JESSE: The previous year, the St. Louis Outlaw had squashed the rumors that the Dead were going to buy the Fox. But nobody ever said anything about just renting it.
TONY DWYER: After the ‘72 shows, my brother and I approached Edward Arthur. And I think we guaranteed them 100 shows a year for an exclusive — and he wouldn't give it to us. He said, “Yeah, I would love that. But I can't walk away from my buddy Dion Peluso — this agent, movie exhibitor.” Dion Peluso wanted to exhibit movies. And he wasn't interested in having guys on the stage.
JESSE: And so it was for the Dead and Fox Theatre in St. Louis — eight shows in three years. One postscript might have taken place fifteen years later, on August 6th and August 7th, 1986, when the Dead were scheduled to return to the Fox — as Drea Stein, host of KDHX’s Other One, recalls.
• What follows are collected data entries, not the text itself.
use base64::engine::general_purpose;
use base64::Engine;
use thiserror::Error;

use crate::session::SessionStore;

#[derive(Error, Debug)]
pub enum AuthError {
    #[error("No session token stored")]
    MissingToken,

    #[error("Session token is malformed")]
    MalformedToken,

    #[error("No user id in token or storage")]
    MissingUserId,

    #[error("Credential storage error: {0}")]
    Storage(#[from] anyhow::Error),
}

/// Claims the backend puts in the token payload. Decoded without
/// signature verification; the token is only mined for display
/// attribution here, never trusted for authorization.
#[derive(Debug, Clone, Default, PartialEq)]
pub struct TokenClaims {
    pub user_id: Option<i64>,
    pub first_name: Option<String>,
    pub last_name: Option<String>,
}

/// The acting user, resolved for comment attribution.
#[derive(Debug, Clone, PartialEq)]
pub struct CommenterIdentity {
    pub user_id: i64,
    pub display_name: String,
}

/// Decode the payload segment of a JWT-style token.
pub fn decode_claims(token: &str) -> Result<TokenClaims, AuthError> {
    let payload = token.split('.').nth(1).ok_or(AuthError::MalformedToken)?;

    let bytes = general_purpose::URL_SAFE_NO_PAD
        .decode(payload.trim_end_matches('='))
        .map_err(|_| AuthError::MalformedToken)?;

    let value: serde_json::Value =
        serde_json::from_slice(&bytes).map_err(|_| AuthError::MalformedToken)?;

    // Some issuers write numeric claims as strings
    let user_id = value
        .get("userId")
        .and_then(|v| v.as_i64().or_else(|| v.as_str().and_then(|s| s.parse().ok())));

    let name_claim = |key: &str| {
        value
            .get(key)
            .and_then(|v| v.as_str())
            .map(|s| s.to_string())
    };

    Ok(TokenClaims {
        user_id,
        first_name: name_claim("firstName"),
        last_name: name_claim("lastName"),
    })
}

/// Resolve the acting user from the stored credentials: the token's
/// claims first, the stored user-id file as fallback for the id.
pub fn resolve_identity(store: &SessionStore) -> Result<CommenterIdentity, AuthError> {
    let token = store.load_token()?.ok_or(AuthError::MissingToken)?;
    let claims = decode_claims(&token)?;

    let user_id = match claims.user_id {
        Some(id) => id,
        None => store
            .load_user_id()?
            .and_then(|s| s.parse().ok())
            .ok_or(AuthError::MissingUserId)?,
    };

    let display_name = format!(
        "{} {}",
        claims.first_name.unwrap_or_default(),
        claims.last_name.unwrap_or_default()
    )
    .trim()
    .to_string();

    Ok(CommenterIdentity {
        user_id,
        display_name,
    })
}
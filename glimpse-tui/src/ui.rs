// UI module - split into cohesive submodules for maintainability
pub mod formatting;
pub mod theme;

mod feed;
mod modals;

// Re-export main render function
pub use self::render_main::render;

// Main render logic
mod render_main {
    use ratatui::{
        layout::Alignment,
        style::{Modifier, Style},
        text::{Line, Span},
        widgets::{Block, Borders, Clear, Paragraph},
        Frame,
    };

    use super::feed::render_feed;
    use super::modals::render_comment_modal;
    use super::theme::{detect_color_scheme, theme_for};
    use crate::app::App;

    /// Render the UI
    pub fn render(app: &mut App, frame: &mut Frame) {
        let area = frame.area();

        let theme = theme_for(detect_color_scheme());

        frame.render_widget(Clear, area);

        let background = Block::default().style(Style::default().bg(theme.container_bg));
        frame.render_widget(background, area);

        const MIN_WIDTH: u16 = 60;
        const MIN_HEIGHT: u16 = 20;

        if area.width < MIN_WIDTH || area.height < MIN_HEIGHT {
            let warning = Paragraph::new(vec![
                Line::from(""),
                Line::from(Span::styled(
                    "Terminal Too Small",
                    Style::default()
                        .fg(theme.text)
                        .add_modifier(Modifier::BOLD),
                )),
                Line::from(""),
                Line::from(Span::styled(
                    format!("Minimum size: {}x{}", MIN_WIDTH, MIN_HEIGHT),
                    Style::default().fg(theme.text),
                )),
                Line::from(Span::styled(
                    format!("Current size: {}x{}", area.width, area.height),
                    Style::default().fg(theme.border),
                )),
            ])
            .alignment(Alignment::Center)
            .block(
                Block::default()
                    .borders(Borders::ALL)
                    .border_style(Style::default().fg(theme.border)),
            );

            frame.render_widget(warning, area);
            return;
        }

        if app.feed.loading {
            // The screen stays here until a load commits; failed loads
            // never leave it
            let loading = Paragraph::new(vec![
                Line::from(""),
                Line::from(Span::styled(
                    "Loading feed…",
                    Style::default()
                        .fg(theme.text)
                        .add_modifier(Modifier::BOLD),
                )),
            ])
            .alignment(Alignment::Center);
            frame.render_widget(loading, area);
            return;
        }

        render_feed(frame, app, &theme, area);

        if app.composer.is_open() {
            render_comment_modal(frame, app, &theme, area);
        }
    }
}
DREA STEIN: There was one show in the ‘80s that was canceled, because Jerry had the diabetic coma. That was a real heartbreaker. I was scheduled to go home, we purchased tickets together to go to that. Unfortunately, he got sick, and it was like we were both heartbroken.
JESSE: But it wasn’t to be. But the Dead were hardly done with St. Louis, as we’ll hear on our next episode. Keep watching that river.